In the present study, we firstly examined that UBE2T was upregulated in GC tissues by immunohistochemistry and found that elevated expression of UBE2T was correlated with poor differentiation (76/106) and high T classification (96/155) (Table 1). These results suggested a clear relationship between elevated UBE2T expression and GC. We identified that patients with overexpressed UBE2T had worse outcomes.
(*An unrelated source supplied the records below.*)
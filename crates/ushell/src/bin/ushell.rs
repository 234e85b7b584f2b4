//! Interactive front door for `ushell`. Grounded on `main` in
//! `myshell.c`: prints a prompt (unless invoked with `-n`), reads one
//! line at a time, parses and executes it, and exits cleanly on EOF.

use std::io::{self, BufRead, Write};

fn main() {
    env_logger::init();

    let show_prompt = std::env::args().nth(1).as_deref() != Some("-n");
    let stdin = io::stdin();
    let mut stdout = io::stdout();

    if show_prompt {
        print!("my_shell$");
        let _ = stdout.flush();
    }

    for line in stdin.lock().lines() {
        let line = match line {
            Ok(line) => line,
            Err(_) => break,
        };

        match ushell::parse(&line) {
            Ok(pipeline) => match ushell::execute(&pipeline) {
                Ok(status) => {
                    if !status.success() {
                        log::warn!("pipeline exited with {status}");
                    }
                }
                Err(err) => eprintln!("my_shell: {err}"),
            },
            Err(ushell::ShellError::Empty) => {}
            Err(err) => eprintln!("my_shell: {err}"),
        }

        if show_prompt {
            print!("my_shell$");
            let _ = stdout.flush();
        }
    }
    println!();
}
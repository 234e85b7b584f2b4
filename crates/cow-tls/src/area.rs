//! A thread's byte-addressable region backed by individually protected
//! pages, and the copy-on-write logic for reading, writing and cloning
//! it. Grounded directly on `tls_create`/`tls_read`/`tls_write`/
//! `tls_clone` in `examples/original_source/cow/tls.c`.

use crate::error::TlsError;
use crate::page::Page;
use hostio::vm::{self, Access};
use hostio::CoreError;

pub struct TlsArea {
    size: usize,
    pages: Vec<Page>,
}

impl TlsArea {
    pub fn create(size: usize) -> Result<TlsArea, TlsError> {
        if size == 0 {
            return Err(CoreError::InvalidArg.into());
        }
        let page_count = vm::pages_for(size);
        let mut pages = Vec::with_capacity(page_count);
        for _ in 0..page_count {
            pages.push(Page::reserve()?);
        }
        Ok(TlsArea { size, pages })
    }

    /// Builds a new area aliasing `donor`'s pages. No bytes are copied;
    /// the first divergent write on either side splits that one page.
    pub fn clone_from(donor: &TlsArea) -> TlsArea {
        TlsArea {
            size: donor.size,
            pages: donor.pages.clone(),
        }
    }

    pub fn size(&self) -> usize {
        self.size
    }

    pub fn num_pages(&self) -> usize {
        self.pages.len()
    }

    pub fn page_addr(&self, index: usize) -> Option<usize> {
        self.pages.get(index).map(Page::addr)
    }

    fn locate(offset: usize) -> (usize, usize) {
        let page_size = vm::page_size();
        (offset / page_size, offset % page_size)
    }

    fn check_bounds(&self, offset: usize, length: usize) -> Result<(), TlsError> {
        let end = offset.checked_add(length).ok_or(CoreError::InvalidArg)?;
        if end > self.size {
            return Err(CoreError::InvalidArg.into());
        }
        Ok(())
    }

    /// Reads `length` bytes starting at `offset` into `out`. Never
    /// changes a page's reference count: a shared page is read through
    /// a transient read-only promotion, never copied.
    pub fn read(&self, offset: usize, length: usize, out: &mut [u8]) -> Result<(), TlsError> {
        self.check_bounds(offset, length)?;
        for i in 0..length {
            let (page_num, page_off) = Self::locate(offset + i);
            out[i] = self.pages[page_num].read_byte(page_off);
        }
        Ok(())
    }

    /// Writes `length` bytes starting at `offset` from `data`. Any byte
    /// that lands on a page with `ref_count > 1` triggers a
    /// copy-on-write split first: a fresh private page is allocated,
    /// seeded from the shared page's contents, and substituted into this
    /// area before the write proceeds.
    pub fn write(&mut self, offset: usize, length: usize, data: &[u8]) -> Result<(), TlsError> {
        self.check_bounds(offset, length)?;
        for i in 0..length {
            let (page_num, page_off) = Self::locate(offset + i);
            if self.pages[page_num].is_shared() {
                self.split_page(page_num)?;
            }
            self.pages[page_num].write_byte(page_off, data[i]);
        }
        Ok(())
    }

    fn split_page(&mut self, page_num: usize) -> Result<(), TlsError> {
        let shared = self.pages[page_num].clone();
        let fresh = Page::reserve()?;

        fresh.set_access(Access::ReadWrite);
        shared.set_access(Access::Read);
        fresh.raw_copy_from(&shared);
        // Leave the old page at read-only: it still belongs to whoever
        // else is holding it, and a transient all-the-way-to-None demote
        // here would need to race-free coordinate with them. The next
        // read or write they perform manages its own protection cycle
        // regardless of where this leaves it.

        self.pages[page_num] = fresh;
        Ok(())
    }
}
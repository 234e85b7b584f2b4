//! SignalGate: the process-wide handler for synchronous memory-protection
//! traps (`SIGSEGV`/`SIGBUS`), grounded on `tls_page_fault` in `tls.c`.
//!
//! The handler runs in a restricted signal context: it must not allocate
//! or take a lock the faulting thread might hold. It only ever calls the
//! single registered probe and, if that probe doesn't claim the fault,
//! restores the default disposition and re-raises so unrelated crashes
//! keep their native behavior.

use std::sync::Once;

/// Called with a page-aligned fault address. Returns `true` if the fault
/// was inside a region this probe owns — in which case the probe itself
/// must already have terminated the offending thread and the handler
/// does not return to the faulting instruction. Returns `false` to let
/// the fault fall through to the default disposition.
pub type Probe = fn(usize) -> bool;

static mut PROBE: Option<Probe> = None;
static INSTALL: Once = Once::new();

/// Installs the process-wide `SIGSEGV`/`SIGBUS` handler and registers
/// `probe` as the single owner-check callback. Idempotent: only the
/// first call actually installs the `sigaction`; later calls merely
/// replace the registered probe, matching `tls_create`'s `is_first_call`
/// latch around `tls_init()`.
///
/// # Safety
/// Must be called before any thread touches a trap-protected region.
/// `probe` must be safe to call from a signal handler (no allocation, no
/// locking).
pub unsafe fn install(probe: Probe) {
    PROBE = Some(probe);
    INSTALL.call_once(|| {
        let mut sa: libc::sigaction = std::mem::zeroed();
        sa.sa_sigaction = handle_fault as usize;
        sa.sa_flags = libc::SA_SIGINFO;
        libc::sigemptyset(&mut sa.sa_mask);
        libc::sigaction(libc::SIGSEGV, &sa, std::ptr::null_mut());
        libc::sigaction(libc::SIGBUS, &sa, std::ptr::null_mut());
    });
}

extern "C" fn handle_fault(sig: libc::c_int, info: *mut libc::siginfo_t, _ctx: *mut libc::c_void) {
    let fault_addr = unsafe { (*info).si_addr() as usize };
    let aligned = crate::vm::align_down(fault_addr);

    let claimed = unsafe { PROBE }.map(|probe| probe(aligned)).unwrap_or(false);
    if claimed {
        return;
    }

    unsafe {
        libc::signal(libc::SIGSEGV, libc::SIG_DFL);
        libc::signal(libc::SIGBUS, libc::SIG_DFL);
        libc::raise(sig);
    }
}
//! Register-state snapshot/restore via POSIX `ucontext`, the chosen
//! replacement for the original library's `setjmp`/`longjmp` plus
//! hand-rolled glibc pointer mangling (see `threads.h`'s `_ptr_mangle`/
//! `set_reg`/`start_thunk`). `swapcontext` natively handles being
//! captured from, and resumed into, a signal handler frame, which is
//! exactly the property the original's manual register poking existed
//! to approximate.

use std::mem::MaybeUninit;

/// One thread's captured register state plus its stack bounds. Stack
/// memory is owned by the caller (`uthread::tcb`), not by `Context`
/// itself, because the `ucontext_t` does not own the stack it points at.
pub struct Context(Box<libc::ucontext_t>);

impl Context {
    /// A zeroed context, to be filled in by [`Context::capture`] before
    /// first use as a `swap` source.
    pub fn empty() -> Context {
        Context(Box::new(unsafe { MaybeUninit::zeroed().assume_init() }))
    }

    /// Captures the calling context in place (used for the bootstrap
    /// "main" thread, which is already running rather than freshly
    /// created).
    pub fn capture() -> Context {
        let mut ctx = Context::empty();
        unsafe {
            libc::getcontext(ctx.0.as_mut());
        }
        ctx
    }

    /// Builds a new context that, when first switched into, begins
    /// executing `entry` on top of `stack`. `entry` takes no arguments:
    /// `makecontext`'s variadic-argument ABI is avoided entirely rather
    /// than used to smuggle a fat pointer/closure through `int` varargs,
    /// so `entry` must recover whatever it needs to run from state the
    /// caller tracks itself (see `uthread::scheduler`'s `trampoline`,
    /// which reads the closure to run off the TCB the scheduler has
    /// already made current, not off any state owned by this module).
    pub fn new_on_stack(stack: &mut [u8], entry: extern "C" fn()) -> Context {
        let mut ctx = Context::empty();
        unsafe {
            libc::getcontext(ctx.0.as_mut());
            ctx.0.uc_stack.ss_sp = stack.as_mut_ptr() as *mut libc::c_void;
            ctx.0.uc_stack.ss_size = stack.len();
            ctx.0.uc_link = std::ptr::null_mut();
            libc::makecontext(ctx.0.as_mut(), entry, 0);
        }
        ctx
    }

    /// Saves the caller's registers into `from` and resumes `to`.
    /// Returns once some later `swap` targets `from` again.
    ///
    /// # Safety
    /// `to` must be a context previously produced by [`Context::capture`]
    /// or [`Context::new_on_stack`], and its stack (if any) must still be
    /// live.
    pub unsafe fn swap(from: &mut Context, to: &Context) {
        libc::swapcontext(from.0.as_mut(), to.0.as_ref());
    }
}
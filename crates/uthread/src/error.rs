use thiserror::Error;

#[derive(Debug, Error, Clone, Copy, PartialEq, Eq)]
pub enum ThreadError {
    #[error(transparent)]
    Core(#[from] hostio::CoreError),
}

impl ThreadError {
    pub fn to_code(self) -> i32 {
        match self {
            ThreadError::Core(e) => e.to_code(),
        }
    }
}
//! Process-wide table of per-thread TLS areas, and the fault probe
//! registered with `hostio::trap` to terminate any thread that touches
//! a page it doesn't own. Grounded on `thread_storage[MAX_THREADS]` and
//! `tls_page_fault` in `tls.c`.
//!
//! The table is a fixed-capacity `ArrayVec` scanned linearly with no
//! locking, by design: the fault probe can run inside a signal handler
//! and must not allocate or block. This mirrors the original's complete
//! absence of synchronization around `thread_storage` — soundness here
//! rests on the same assumption the rest of this lab makes, that only
//! one logical thread of control touches the table at a time (a single
//! OS thread in the `uthread` world; cooperating, non-racing OS threads
//! when `cow-tls` is used standalone).

use crate::area::TlsArea;
use crate::error::TlsError;
use arrayvec::ArrayVec;
use hostio::identity::{self, ThreadId};
use hostio::{CoreError, Limits};
use std::sync::{Once, OnceLock};

/// Upper bound on the backing array: large enough for any
/// [`Limits::from_env`] override this process will ever see. The
/// *effective* bound callers observe is `limits().max_tls_areas`, not
/// this constant — see [`limits`].
const CAPACITY: usize = Limits::DEFAULT.max_tls_areas;

static LIMITS: OnceLock<Limits> = OnceLock::new();

fn limits() -> Limits {
    *LIMITS.get_or_init(Limits::from_env)
}

struct Entry {
    owner: ThreadId,
    area: TlsArea,
}

static mut REGISTRY: Option<ArrayVec<Option<Entry>, CAPACITY>> = None;
static INIT: Once = Once::new();

fn ensure_init() {
    INIT.call_once(|| unsafe {
        let mut table = ArrayVec::new();
        for _ in 0..CAPACITY {
            table.push(None);
        }
        REGISTRY = Some(table);
        hostio::trap::install(fault_probe);
    });
}

/// Index of the first free slot within the *effective* bound
/// (`limits().max_tls_areas`), not the full backing array.
fn free_slot_within_bound(table: &ArrayVec<Option<Entry>, CAPACITY>) -> Option<usize> {
    let bound = limits().max_tls_areas.min(CAPACITY);
    table[..bound].iter().position(|slot| slot.is_none())
}

fn find_index(table: &ArrayVec<Option<Entry>, CAPACITY>, id: ThreadId) -> Option<usize> {
    table.iter().position(|slot| matches!(slot, Some(e) if e.owner == id))
}

/// Creates a TLS area of `size` bytes for the calling thread.
pub fn tls_create(size: usize) -> Result<(), TlsError> {
    ensure_init();
    let id = identity::current_id();
    let table = unsafe { REGISTRY.as_mut() }.expect("registry initialized by ensure_init");

    if find_index(table, id).is_some() {
        return Err(CoreError::Exists.into());
    }
    let slot = free_slot_within_bound(table).ok_or(CoreError::Exhausted)?;

    let area = TlsArea::create(size)?;
    table[slot] = Some(Entry { owner: id, area });
    log::debug!("tls_create: thread {} allocated {} bytes in slot {}", id, size, slot);
    Ok(())
}

/// Destroys the calling thread's TLS area, releasing or decrementing
/// every page it held.
pub fn tls_destroy() -> Result<(), TlsError> {
    ensure_init();
    let id = identity::current_id();
    let table = unsafe { REGISTRY.as_mut() }.expect("registry initialized by ensure_init");
    let slot = find_index(table, id).ok_or(CoreError::NotFound)?;
    table[slot] = None;
    log::debug!("tls_destroy: thread {} released slot {}", id, slot);
    Ok(())
}

/// Reads `length` bytes at `offset` from the calling thread's TLS area.
pub fn tls_read(offset: usize, length: usize, out: &mut [u8]) -> Result<(), TlsError> {
    ensure_init();
    let id = identity::current_id();
    let table = unsafe { REGISTRY.as_ref() }.expect("registry initialized by ensure_init");
    let slot = find_index(table, id).ok_or(CoreError::NotFound)?;
    table[slot].as_ref().unwrap().area.read(offset, length, out)
}

/// Writes `length` bytes at `offset` into the calling thread's TLS area,
/// splitting any shared page it touches.
pub fn tls_write(offset: usize, length: usize, data: &[u8]) -> Result<(), TlsError> {
    ensure_init();
    let id = identity::current_id();
    let table = unsafe { REGISTRY.as_mut() }.expect("registry initialized by ensure_init");
    let slot = find_index(table, id).ok_or(CoreError::NotFound)?;
    table[slot].as_mut().unwrap().area.write(offset, length, data)
}

/// Returns the virtual address of page `page_num` within the calling
/// thread's TLS area. Exists for callers (tests, demos) that want to
/// deliberately dereference a raw pointer into their own region to
/// observe `SignalGate` terminate them — there is no other way to learn
/// where a TLS area lives, by design (every ordinary access must go
/// through [`tls_read`]/[`tls_write`]).
pub fn tls_debug_page_addr(page_num: usize) -> Result<usize, TlsError> {
    ensure_init();
    let id = identity::current_id();
    let table = unsafe { REGISTRY.as_ref() }.expect("registry initialized by ensure_init");
    let slot = find_index(table, id).ok_or(CoreError::NotFound)?;
    table[slot]
        .as_ref()
        .unwrap()
        .area
        .page_addr(page_num)
        .ok_or(CoreError::InvalidArg.into())
}

/// Clones `donor`'s TLS area into a new one owned by the calling thread,
/// sharing every page with an incremented reference count.
pub fn tls_clone(donor: ThreadId) -> Result<(), TlsError> {
    ensure_init();
    let id = identity::current_id();
    let table = unsafe { REGISTRY.as_mut() }.expect("registry initialized by ensure_init");

    if find_index(table, id).is_some() {
        return Err(CoreError::Exists.into());
    }
    let donor_slot = find_index(table, donor).ok_or(CoreError::NotFound)?;
    let new_slot = free_slot_within_bound(table).ok_or(CoreError::Exhausted)?;

    let cloned = TlsArea::clone_from(&table[donor_slot].as_ref().unwrap().area);
    table[new_slot] = Some(Entry { owner: id, area: cloned });
    log::debug!("tls_clone: thread {} cloned thread {}'s area into slot {}", id, donor, new_slot);
    Ok(())
}

/// Scans every registered area for a page at `aligned_addr`. If found,
/// the owning thread touched its own protected TLS page outside of
/// `tls_read`/`tls_write` (or a double fault) and is terminated on the
/// spot; this function never returns in that case.
///
/// # Safety (signal-handler context)
/// No allocation, no locking: a linear scan over an already-initialized
/// fixed-capacity table.
fn fault_probe(aligned_addr: usize) -> bool {
    let table = match unsafe { REGISTRY.as_ref() } {
        Some(t) => t,
        None => return false,
    };
    for slot in table.iter().flatten() {
        for page_num in 0..slot.area.num_pages() {
            if slot.area.page_addr(page_num) == Some(aligned_addr) {
                eprintln!(
                    "TLS Error: Segmentation fault in thread {} at page {}. Exiting thread.",
                    slot.owner, page_num
                );
                log::error!("tls fault: thread {} touched protected page {}", slot.owner, page_num);
                identity::terminate_current();
            }
        }
    }
    false
}
//! End-to-end scenario for `blockfs`.

use blockfs::disk::BLOCK_SIZE;
use blockfs::FileSystem;

/// S7: create a file, write across a block boundary, close, reopen,
/// read back, and confirm `lseek` to exactly `file_size` succeeds.
#[test]
fn create_write_close_reopen_read_back() {
    let mut fs = FileSystem::make();
    fs.create("greeting.txt").unwrap();

    let fd = fs.open("greeting.txt").unwrap();
    let mut payload = vec![b'x'; BLOCK_SIZE - 3];
    payload.extend_from_slice(b"END");
    fs.write(fd, &payload).unwrap();
    fs.close(fd).unwrap();

    let fd = fs.open("greeting.txt").unwrap();
    assert_eq!(fs.filesize(fd).unwrap(), payload.len());

    let mut out = vec![0u8; payload.len()];
    let read = fs.read(fd, &mut out).unwrap();
    assert_eq!(read, payload.len());
    assert_eq!(out, payload);

    fs.lseek(fd, payload.len()).unwrap();
    let mut tail = [0u8; 1];
    assert_eq!(fs.read(fd, &mut tail).unwrap(), 0);

    fs.close(fd).unwrap();
}

#[test]
fn listfiles_reflects_create_and_remove() {
    let mut fs = FileSystem::make();
    fs.create("a").unwrap();
    fs.create("b").unwrap();
    let mut names = fs.list_files();
    names.sort();
    assert_eq!(names, vec!["a".to_string(), "b".to_string()]);

    fs.remove("a").unwrap();
    assert_eq!(fs.list_files(), vec!["b".to_string()]);
}
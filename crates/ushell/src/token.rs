//! Splits a raw command line into words and single-character operators.
//! Grounded on `lex_pipeline` in `myshell_parser.c`: a word is any run
//! of non-whitespace, non-operator characters; `|`, `>`, `<` and `&` are
//! always their own token, even when glued to a word with no space
//! (`echo hi|cat` tokenizes the same as `echo hi | cat`).

#[derive(Debug, Clone, PartialEq, Eq)]
pub enum Token {
    Word(String),
    Pipe,
    RedirectOut,
    RedirectIn,
    Background,
}

const OPERATORS: [(char, fn() -> Token); 4] = [
    ('|', || Token::Pipe),
    ('>', || Token::RedirectOut),
    ('<', || Token::RedirectIn),
    ('&', || Token::Background),
];

pub fn tokenize(line: &str) -> Vec<Token> {
    let mut tokens = Vec::new();
    let mut word = String::new();

    let flush = |word: &mut String, tokens: &mut Vec<Token>| {
        if !word.is_empty() {
            tokens.push(Token::Word(std::mem::take(word)));
        }
    };

    for ch in line.chars() {
        if ch.is_whitespace() {
            flush(&mut word, &mut tokens);
        } else if let Some((_, make)) = OPERATORS.iter().find(|(op, _)| *op == ch) {
            flush(&mut word, &mut tokens);
            tokens.push(make());
        } else {
            word.push(ch);
        }
    }
    flush(&mut word, &mut tokens);
    tokens
}

#[cfg(test)]
mod tests {
    use super::*;

    #[test]
    fn splits_words_and_operators() {
        let tokens = tokenize("echo hi | tr a-z A-Z > out.txt");
        assert_eq!(
            tokens,
            vec![
                Token::Word("echo".into()),
                Token::Word("hi".into()),
                Token::Pipe,
                Token::Word("tr".into()),
                Token::Word("a-z".into()),
                Token::Word("A-Z".into()),
                Token::RedirectOut,
                Token::Word("out.txt".into()),
            ]
        );
    }

    #[test]
    fn operators_need_no_surrounding_space() {
        let tokens = tokenize("echo hi|cat&");
        assert_eq!(
            tokens,
            vec![
                Token::Word("echo".into()),
                Token::Word("hi".into()),
                Token::Pipe,
                Token::Word("cat".into()),
                Token::Background,
            ]
        );
    }
}
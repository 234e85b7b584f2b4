//! A mutex expressed entirely over the scheduler's spin-yield loop:
//! there is no kernel blocking primitive to wait on, so the only way the
//! owner makes progress on a single OS thread is for a contending waiter
//! to yield. Grounded on `pthread_mutex_{init,lock,unlock,destroy}` in
//! `threads.c`.

use crate::error::SyncError;
use hostio::timer;
use std::cell::Cell;

pub struct Mutex {
    locked: Cell<bool>,
    initialized: Cell<bool>,
}

impl Mutex {
    pub fn new() -> Mutex {
        Mutex {
            locked: Cell::new(false),
            initialized: Cell::new(true),
        }
    }

    /// Blocks (cooperatively) until the mutex is free, then takes it.
    /// Every check of `locked` happens with the preemption alarm masked,
    /// so the test-and-set is atomic with respect to this single OS
    /// thread's other user threads.
    pub fn lock(&self) -> Result<(), SyncError> {
        loop {
            timer::mask_preemption();
            if !self.initialized.get() {
                timer::unmask_preemption();
                return Err(SyncError::InvalidState);
            }
            if !self.locked.get() {
                self.locked.set(true);
                timer::unmask_preemption();
                return Ok(());
            }
            timer::unmask_preemption();
            uthread::yield_now();
        }
    }

    pub fn unlock(&self) -> Result<(), SyncError> {
        timer::mask_preemption();
        if !self.initialized.get() {
            timer::unmask_preemption();
            return Err(SyncError::InvalidState);
        }
        self.locked.set(false);
        timer::unmask_preemption();
        Ok(())
    }

    /// Clears the mutex's state. Returns `SyncError::InvalidState` if the
    /// mutex is already uninitialized or is currently held, rather than
    /// silently corrupting whatever thread still thinks it owns the lock
    /// (see `DESIGN.md`'s resolution of the source's §3/§4.5 tension).
    pub fn destroy(&self) -> Result<(), SyncError> {
        timer::mask_preemption();
        if !self.initialized.get() || self.locked.get() {
            timer::unmask_preemption();
            return Err(SyncError::InvalidState);
        }
        self.initialized.set(false);
        timer::unmask_preemption();
        Ok(())
    }
}

impl Default for Mutex {
    fn default() -> Self {
        Mutex::new()
    }
}

#[cfg(test)]
mod tests {
    use super::*;

    #[test]
    fn lock_unlock_roundtrips() {
        let m = Mutex::new();
        m.lock().unwrap();
        m.unlock().unwrap();
        m.lock().unwrap();
        m.unlock().unwrap();
    }

    #[test]
    fn destroy_while_held_is_rejected() {
        let m = Mutex::new();
        m.lock().unwrap();
        assert_eq!(m.destroy(), Err(SyncError::InvalidState));
        m.unlock().unwrap();
        assert!(m.destroy().is_ok());
    }

    #[test]
    fn destroy_uninitialized_is_rejected() {
        let m = Mutex::new();
        m.destroy().unwrap();
        assert_eq!(m.destroy(), Err(SyncError::InvalidState));
    }
}
//! Synchronization primitives expressed entirely over `uthread`'s
//! scheduler: every wait is a masked check followed by a cooperative
//! yield, never a kernel block, since there is only one OS thread to
//! make progress on. Grounded on the mutex/barrier halves of
//! `examples/original_source/multithreading/threads.c`.

pub mod barrier;
pub mod error;
pub mod mutex;

pub use barrier::Barrier;
pub use error::SyncError;
pub use mutex::Mutex;
//! Error type for `blockfs`, following the same transparent-wrapper
//! shape as `cow-tls::TlsError` and `uthread::ThreadError`.

use hostio::CoreError;
use thiserror::Error;

#[derive(Debug, Error)]
pub enum FsError {
    #[error(transparent)]
    Core(#[from] CoreError),
}

impl FsError {
    pub fn to_code(&self) -> i32 {
        match self {
            FsError::Core(e) => e.to_code(),
        }
    }
}
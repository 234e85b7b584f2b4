//! An in-process simulated block device. Grounded on `disk.h`'s
//! `make_disk`/`open_disk`/`close_disk`/`block_read`/`block_write`, with
//! the real `open()`/`read()`/`write()` syscalls against a backing file
//! replaced by a plain in-memory block array: this workspace has no
//! interest in persistence across process restarts, only in the
//! block-addressed semantics a file system is built on.

use crate::error::FsError;
use hostio::CoreError;

pub const BLOCK_SIZE: usize = 4096;
pub const DISK_BLOCKS: usize = 8192;

pub struct Disk {
    blocks: Vec<[u8; BLOCK_SIZE]>,
}

impl Disk {
    /// Creates a fresh, zeroed disk of `DISK_BLOCKS` blocks.
    pub fn create() -> Disk {
        Disk {
            blocks: vec![[0u8; BLOCK_SIZE]; DISK_BLOCKS],
        }
    }

    pub fn block_read(&self, block: usize, buf: &mut [u8; BLOCK_SIZE]) -> Result<(), FsError> {
        let src = self.blocks.get(block).ok_or(CoreError::InvalidArg)?;
        buf.copy_from_slice(src);
        Ok(())
    }

    pub fn block_write(&mut self, block: usize, buf: &[u8; BLOCK_SIZE]) -> Result<(), FsError> {
        let dst = self.blocks.get_mut(block).ok_or(CoreError::InvalidArg)?;
        dst.copy_from_slice(buf);
        Ok(())
    }
}
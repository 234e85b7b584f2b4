//! Host-facing primitives shared by the CoW-TLS and user-thread labs:
//! page-granular virtual memory, the memory-protection trap gate, the
//! preemption timer, `ucontext`-based register snapshot/restore, and the
//! pluggable thread-identity seam that lets `uthread` reinterpret "the
//! current thread" out from under `cow-tls`.
//!
//! Nothing in this crate knows about TLS areas or thread control blocks;
//! it only knows about pages, signals and register contexts.

pub mod context;
pub mod error;
pub mod identity;
pub mod limits;
pub mod timer;
pub mod trap;
pub mod vm;

pub use error::CoreError;
pub use limits::Limits;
Besides, using Cox regression model, we indicated that clinical stage, N classification, and UBE2T could be the independent prognostic factor of GC in our study (Table 2).

Meanwhile, the correlation between upregulated UBE2T and poor prognosis in patients with GC hinted that UBE2T could be an independent prognostic factor in GC. Consistently, UBE2T was also upregulated in GC cells. It has been reported that UBE2T regulated the proliferation, migration, and EMT of tumor cells [10, 13]. Therefore, we explored the functional roles of UBE2T in GC cells. The results conveyed that UBE2T promoted the proliferation and inhibited the cell cycle arrest of GC cells. More than that, the changes in cell morphology after UBE2T overexpression pointed out that UBE2T might induce EMT. It was reported that UBE2T elevated vimentin expression in prostate cancer cells, and vimentin may be a potential downstream protein of UBE2T in UBE2T-induced EMT and metastasis [13]. Recently, EMT has been reported to participate in GC cell invasions and metastasis, by which GC cells lose epithelial phenotype and cell-cell adhesion and gain invasive mesenchymal properties [2527]. Actually, EMT has been demonstrated to be closely associated with cancer progression, and most cancers have partial features of EMT [28]. In tumor cells, EMT-inducing transcription factors (EMT-TFs) may primarily redefine assigning stem cell characteristics to dedifferentiated tumor cells or cancer stem cells [29]. If the cancer cell has acquired the necessary genetic aberrations and receives the appropriate signals, the dissemination of tumor cells from the solid tumor after breakdown of the basement membrane can be achieved [29]. EMT features can lead to tumor recurrence and a poor prognosis by promoting resistance during tumor therapy [30, 31]. To verify our assumption, we conducted a series of experiments. Firstly, UBE2T inhibited the expression of E-cadherin, which is a well-established condition for malignant cancer progression, yet induced the expressions of EMT-related genes, such as N-cadherin, P-cadherin, and vimentin in both mRNA and protein level by real-time PCR and Western blot. Secondly, UBE2T triggered a transition from a cobblestone-like to an elongated fibroblast-like morphology. Finally, UBE2T facilitated the metastasis, which might be induced by EMT. In short, UBE2T might induce EMT and metastasis in GC cells.

In conclusion, our study shows that UBE2T overexpression is related to high T classification and advanced pathologic stage of GC and may be an independent prognostic factor in GC. We also demonstrate that UBE2T overexpression promotes tumor growth and induces EMT of GC cells, which may be the mechanism caused by UBE2T upregulation.